With Spensley Street Primary School kids and parents using this path as the major route from the northern part of their school catchment, the hill is an accident waiting to happen, as well as just intensely annoying. Every morning you will meet 6 year old kids pushing their bikes up, angry parents, and a range of other faster commuters. Near misses every week.
Solution: Simply telling people to dismount is sloppy bike planning. Regrade the path. No barriers. A switchback is one solution. Simply flattening the slope a bit, at the top, would do. Is this prioritised in the Yarra Bicycle Strategy 2010-2015? No.
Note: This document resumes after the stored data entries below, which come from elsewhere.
pub mod create_loan_form;

pub use create_loan_form::CreateLoanForm;
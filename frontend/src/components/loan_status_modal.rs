use shared::{Loan, LoanStatus};
use web_sys::HtmlSelectElement;
use yew::prelude::*;

use crate::hooks::use_loans::UpdateLoanStatusPayload;

#[derive(Properties, PartialEq)]
pub struct LoanStatusModalProps {
    /// Record being edited; its status at open time seeds the selector.
    pub loan: Loan,
    pub on_update: Callback<UpdateLoanStatusPayload>,
    pub on_close: Callback<()>,
}

/// Modal offering the three canonical statuses. Any status may be selected
/// from any other; nothing enforces a forward-only lifecycle.
#[function_component(LoanStatusModal)]
pub fn loan_status_modal(props: &LoanStatusModalProps) -> Html {
    let selected_status = use_state(|| props.loan.status.clone());
    let is_submitting = use_state(|| false);
    let error_message = use_state(|| Option::<String>::None);

    // Re-seed when the modal is reused for a different record.
    use_effect_with(props.loan.id, {
        let selected_status = selected_status.clone();
        let is_submitting = is_submitting.clone();
        let error_message = error_message.clone();
        let status = props.loan.status.clone();
        move |_| {
            selected_status.set(status);
            is_submitting.set(false);
            error_message.set(None);
            || ()
        }
    });

    let on_status_change = {
        let selected_status = selected_status.clone();
        Callback::from(move |e: Event| {
            let select: HtmlSelectElement = e.target_unchecked_into();
            selected_status.set(select.value());
        })
    };

    let on_submit = {
        let selected_status = selected_status.clone();
        let is_submitting = is_submitting.clone();
        let error_message = error_message.clone();
        let on_update = props.on_update.clone();
        let on_close = props.on_close.clone();
        let loan_id = props.loan.id;

        Callback::from(move |e: SubmitEvent| {
            e.prevent_default();

            is_submitting.set(true);
            error_message.set(None);

            let on_done = {
                let is_submitting = is_submitting.clone();
                let error_message = error_message.clone();
                let on_close = on_close.clone();

                Callback::from(move |result: Result<(), String>| {
                    is_submitting.set(false);
                    match result {
                        Ok(()) => on_close.emit(()),
                        Err(message) => error_message.set(Some(message)),
                    }
                })
            };

            on_update.emit(UpdateLoanStatusPayload {
                id: loan_id,
                status: (*selected_status).clone(),
                on_done,
            });
        })
    };

    let on_backdrop_click = {
        let on_close = props.on_close.clone();
        Callback::from(move |e: MouseEvent| {
            e.stop_propagation();
            on_close.emit(());
        })
    };

    let on_modal_click = Callback::from(|e: MouseEvent| {
        e.stop_propagation();
    });

    let on_cancel = {
        let on_close = props.on_close.clone();
        Callback::from(move |_: MouseEvent| {
            on_close.emit(());
        })
    };

    html! {
        <div class="modal-backdrop" onclick={on_backdrop_click}>
            <div class="modal" onclick={on_modal_click}>
                <div class="modal-content">
                    <h3 class="modal-title">
                        {format!("Estado del préstamo #{}", props.loan.id)}
                    </h3>
                    <p class="modal-subtitle">
                        {props.loan.asset_name().unwrap_or("Activo sin nombre")}
                    </p>

                    {if let Some(error) = (*error_message).clone() {
                        html! {
                            <div class="form-error">
                                {error}
                            </div>
                        }
                    } else {
                        html! {}
                    }}

                    <form class="status-form" onsubmit={on_submit}>
                        <div class="form-group">
                            <label for="loan-status">{"Estado"}</label>
                            <select
                                id="loan-status"
                                class="form-input"
                                onchange={on_status_change}
                                disabled={*is_submitting}
                            >
                                {for LoanStatus::ALL.iter().map(|status| {
                                    let value = status.as_str();
                                    html! {
                                        <option
                                            value={value}
                                            selected={*selected_status == value}
                                        >
                                            {value}
                                        </option>
                                    }
                                })}
                            </select>
                        </div>

                        <div class="modal-buttons">
                            <button type="submit" class="btn btn-primary" disabled={*is_submitting}>
                                {if *is_submitting {
                                    "Guardando..."
                                } else {
                                    "Guardar"
                                }}
                            </button>
                            <button
                                type="button"
                                class="btn btn-secondary"
                                onclick={on_cancel}
                                disabled={*is_submitting}
                            >
                                {"Cancelar"}
                            </button>
                        </div>
                    </form>
                </div>
            </div>
        </div>
    }
}
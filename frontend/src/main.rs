use yew::prelude::*;

mod components;
mod hooks;
mod services;

use components::loans::LoansView;
use components::{Header, LoginForm};
use hooks::use_session::use_session;

#[function_component(App)]
fn app() -> Html {
    let session = use_session();

    match session.state.user.clone() {
        Some(user) => html! {
            <div class="app">
                <Header user={user.clone()} on_logout={session.actions.logout.clone()} />
                <main class="main-content">
                    <LoansView user={user} />
                </main>
            </div>
        },
        None => html! {
            <LoginForm on_login={session.actions.login.clone()} />
        },
    }
}

fn main() {
    yew::Renderer::<App>::new().render();
}
use shared::{LoginRequest, LoginResponse};
use wasm_bindgen_futures::spawn_local;
use web_sys::HtmlInputElement;
use yew::prelude::*;

use crate::services::api::ApiClient;

#[derive(Properties, PartialEq)]
pub struct LoginFormProps {
    pub on_login: Callback<LoginResponse>,
}

#[function_component(LoginForm)]
pub fn login_form(props: &LoginFormProps) -> Html {
    let email = use_state(String::new);
    let password = use_state(String::new);
    let is_submitting = use_state(|| false);
    let error_message = use_state(|| Option::<String>::None);
    let api_client = ApiClient::new();

    let on_email_change = {
        let email = email.clone();
        Callback::from(move |e: Event| {
            let input: HtmlInputElement = e.target_unchecked_into();
            email.set(input.value());
        })
    };

    let on_password_change = {
        let password = password.clone();
        Callback::from(move |e: Event| {
            let input: HtmlInputElement = e.target_unchecked_into();
            password.set(input.value());
        })
    };

    let on_submit = {
        let email = email.clone();
        let password = password.clone();
        let is_submitting = is_submitting.clone();
        let error_message = error_message.clone();
        let on_login = props.on_login.clone();
        let api_client = api_client.clone();

        Callback::from(move |e: SubmitEvent| {
            e.prevent_default();

            let email_value = (*email).trim().to_string();
            let password_value = (*password).clone();

            if email_value.is_empty() {
                error_message.set(Some("Ingrese el correo electrónico".to_string()));
                return;
            }

            if password_value.is_empty() {
                error_message.set(Some("Ingrese la contraseña".to_string()));
                return;
            }

            is_submitting.set(true);
            error_message.set(None);

            let is_submitting = is_submitting.clone();
            let error_message = error_message.clone();
            let on_login = on_login.clone();
            let api_client = api_client.clone();

            spawn_local(async move {
                let request = LoginRequest {
                    email: email_value,
                    password: password_value,
                };

                match api_client.login(request).await {
                    Ok(response) => {
                        is_submitting.set(false);
                        on_login.emit(response);
                    }
                    Err(e) => {
                        is_submitting.set(false);
                        error_message.set(Some(e.to_string()));
                    }
                }
            });
        })
    };

    html! {
        <div class="login-page">
            <div class="login-card">
                <h2 class="login-title">{"Iniciar sesión"}</h2>

                {if let Some(error) = (*error_message).clone() {
                    html! {
                        <div class="form-error">
                            {error}
                        </div>
                    }
                } else {
                    html! {}
                }}

                <form class="login-form" onsubmit={on_submit}>
                    <div class="form-group">
                        <label for="login-email">{"Correo electrónico"}</label>
                        <input
                            id="login-email"
                            type="email"
                            class="form-input"
                            placeholder="correo@institucion.edu"
                            value={(*email).clone()}
                            onchange={on_email_change}
                            disabled={*is_submitting}
                            autofocus=true
                        />
                    </div>

                    <div class="form-group">
                        <label for="login-password">{"Contraseña"}</label>
                        <input
                            id="login-password"
                            type="password"
                            class="form-input"
                            value={(*password).clone()}
                            onchange={on_password_change}
                            disabled={*is_submitting}
                        />
                    </div>

                    <button type="submit" class="btn btn-primary" disabled={*is_submitting}>
                        {if *is_submitting {
                            "Ingresando..."
                        } else {
                            "Ingresar"
                        }}
                    </button>
                </form>
            </div>
        </div>
    }
}
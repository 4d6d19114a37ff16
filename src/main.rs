use std::env;
use std::net::Ipv4Addr;

mod client;
mod hextools;
mod net;

const DEFAULT_SERVER_IP: Ipv4Addr = Ipv4Addr::new(18, 221, 102, 182);
const DEFAULT_SERVER_PORT: u16 = 38003;

fn help(program_name: &str) {
    let help_message = format!("
************************************************************************************************

    IPv4 Forge is a small CLI that hand-builds IPv4 packets and sends them to an echo server 💜

    Session behaviour:
    - Connects to the server over TCP (default {DEFAULT_SERVER_IP}:{DEFAULT_SERVER_PORT})
    - Sends 12 packets with a hand-packed 20-byte IPv4 header
    - Payload is random data, starting at 2 bytes and growing by 2 each packet
    - Every header carries its RFC 791 checksum; each packet is hexdumped as it goes out
    - After the last packet, waits up to 5 seconds for a reply and verifies its checksum


    Usage:
    {program_name} --help
    {program_name} -h

    {program_name}                                    # sends to the default server
    {program_name} --send <ip_address> [port]         # port is optional, defaults to {DEFAULT_SERVER_PORT}
    {program_name} -s <ip_address> [port]

    Examples:
    {program_name} --send 127.0.0.1 9000      # sends the schedule to a local server
    {program_name} --send 18.221.102.182      # sends to the default server explicitly

************************************************************************************************
", );
    println!("{}", help_message);
}

fn run(server_ip: &Ipv4Addr, server_port: u16) -> std::io::Result<()> {
    println!("🚀 Starting IPv4 Packet Client");
    println!("━━━━━━━━━━━━━━━━━━━━━━━━━━━━━━━");
    println!("Target: {}:{}", server_ip, server_port);

    let outcome = client::run_session(server_ip, server_port);

    if let Err(err) = &outcome {
        println!("\nUh oh! Looks like something went wrong: {}", err);
    }
    println!("Disconnected from Server.");

    match outcome {
        Ok(()) => Ok(()),
        Err(_) => std::process::exit(1),
    }
}

fn main() -> std::io::Result<()> {
    let args: Vec<String> = env::args().collect();

    if args.len() > 1 {
        match args[1].as_str() {
            "--help" | "-h" => {
                help(&args[0]);
                Ok(())
            }
            "--send" | "-s" => {
                if args.len() < 3 {
                    return Err(std::io::Error::new(
                        std::io::ErrorKind::InvalidInput,
                        "Missing IP address",
                    ));
                }

                // Parse the IP address (arg[2])
                let server_ip = args[2].parse::<Ipv4Addr>().map_err(|_| {
                    std::io::Error::new(std::io::ErrorKind::InvalidInput, "Invalid IP address")
                })?;

                // Get port from arguments if provided, otherwise use default
                let server_port = if args.len() > 3 {
                    match args[3].parse::<u16>() {
                        Ok(p) => p,
                        Err(_) => {
                            println!(
                                "Invalid port number. Using default port {}",
                                DEFAULT_SERVER_PORT
                            );
                            DEFAULT_SERVER_PORT
                        }
                    }
                } else {
                    DEFAULT_SERVER_PORT
                };

                run(&server_ip, server_port)
            }
            _ => Err(std::io::Error::new(
                std::io::ErrorKind::InvalidInput,
                "Invalid argument. Use --help to see usage.",
            )),
        }
    } else {
        // No arguments: talk to the default server
        run(&DEFAULT_SERVER_IP, DEFAULT_SERVER_PORT)
    }
}
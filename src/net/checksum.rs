/// RFC 791 Internet checksum: the one's complement of the one's-complement
/// sum of every big-endian 16-bit word in `buffer`. An odd trailing byte is
/// taken as the high byte of a final word with a zero low byte. RFC 1071
/// spells out the computation.
pub fn rfc1071_checksum(buffer: &[u8]) -> u16 {
    let mut sum: u32 = 0;

    let mut words = buffer.chunks_exact(2);
    for word in &mut words {
        sum += u32::from(u16::from_be_bytes([word[0], word[1]]));
    }
    if let Some(&last) = words.remainder().first() {
        sum += u32::from(last) << 8;
    }

    // End-around carry; a single fold pass is not enough for all inputs.
    while sum > 0xFFFF {
        sum = (sum & 0xFFFF) + (sum >> 16);
    }

    !(sum as u16)
}

/// A header whose checksum field is intact sums to all ones, so checksumming
/// it again yields zero.
pub fn verify(buffer: &[u8]) -> bool {
    rfc1071_checksum(buffer) == 0
}

#[cfg(test)]
mod tests {
    use super::*;

    // The RFC 791 worked example header, checksum field zeroed.
    const WIKIPEDIA_HEADER: [u8; 20] = [
        0x45, 0x00, 0x00, 0x30, 0x44, 0x22, 0x40, 0x00, 0x80, 0x06, 0x00, 0x00, 0x8c, 0x7c,
        0x19, 0xac, 0xae, 0x24, 0x1e, 0x2b,
    ];

    #[test]
    fn wikipedia_header_checksums_to_442e() {
        assert_eq!(rfc1071_checksum(&WIKIPEDIA_HEADER), 0x442e);
    }

    #[test]
    fn header_with_checksum_in_place_folds_to_zero() {
        let mut header = WIKIPEDIA_HEADER;
        header[10..12].copy_from_slice(&0x442eu16.to_be_bytes());
        assert_eq!(rfc1071_checksum(&header), 0x0000);
        assert!(verify(&header));
    }

    #[test]
    fn corrupted_header_fails_verification() {
        let mut header = WIKIPEDIA_HEADER;
        header[10..12].copy_from_slice(&0x442eu16.to_be_bytes());
        header[8] = header[8].wrapping_add(1);
        assert!(!verify(&header));
    }

    #[test]
    fn odd_length_input_pads_the_low_byte() {
        // 0x12 alone is the word 0x1200.
        assert_eq!(rfc1071_checksum(&[0x12]), 0xedff);
    }

    #[test]
    fn empty_input_is_all_ones() {
        assert_eq!(rfc1071_checksum(&[]), 0xffff);
    }

    #[test]
    fn carry_folds_until_it_fits() {
        // 0xffff + 0x8000 + 0x8000 = 0x1ffff; the first fold leaves 0x10000,
        // which still carries.
        assert_eq!(rfc1071_checksum(&[0xff, 0xff, 0x80, 0x00, 0x80, 0x00]), 0xfffe);
    }
}
pub fn format_hexdump(data: &[u8]) -> String {
    let mut result = String::new();

    for (i, line) in data.chunks(16).enumerate() {
        // Address column
        result.push_str(&format!("0x{:04x}:  ", i * 16));

        // Big-endian 16-bit words, the same unit the checksum sums over
        for (j, word) in line.chunks(2).enumerate() {
            if j > 0 {
                result.push(' ');
            }
            for byte in word {
                result.push_str(&format!("{:02x}", byte));
            }
        }

        result.push('\n');
    }

    result
}

#[cfg(test)]
mod tests {
    use super::*;

    #[test]
    fn groups_bytes_into_words() {
        let dump = format_hexdump(&[0x45, 0x00, 0x00, 0x16]);
        assert_eq!(dump, "0x0000:  4500 0016\n");
    }

    #[test]
    fn odd_trailing_byte_stands_alone() {
        let dump = format_hexdump(&[0xab, 0xcd, 0xef]);
        assert_eq!(dump, "0x0000:  abcd ef\n");
    }

    #[test]
    fn wraps_at_sixteen_bytes() {
        let data: Vec<u8> = (0u8..18).collect();
        let dump = format_hexdump(&data);
        assert_eq!(
            dump,
            "0x0000:  0001 0203 0405 0607 0809 0a0b 0c0d 0e0f\n0x0010:  1011\n"
        );
    }

    #[test]
    fn empty_input_prints_nothing() {
        assert_eq!(format_hexdump(&[]), "");
    }
}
I am not convinced the author of that document ever rode this path, which is an essential city trail - hence its name.  There are vague statements in the Strategy about the difficulties of fixing paths that are not up to code, but no plans to actually spend any money.  
View Larger Map
Update, 1 June 2010. It gets worse. See photo. Council workmen came today to stop peds and cyclists taking a shortcut across the grass at the top of the slope, to reduce the uphill distance they travel. Incomprehensible wooden barriers have been installed (now tan barked as well). This builds on their spectacular effort to protect grass from being walked on, with a fence, April 2010. None of this is of any benefit to park users, whether pedestrians, dogs, cyclists, or anybody else. The workmen would not talk to me.  Meanwhile the slope isn't getting any less steep. The photo shows it's base and the new, higher top. This would definitely make it into my top 50 Crap Cycles Lanes of Melbourne.  Publishers for a book out there?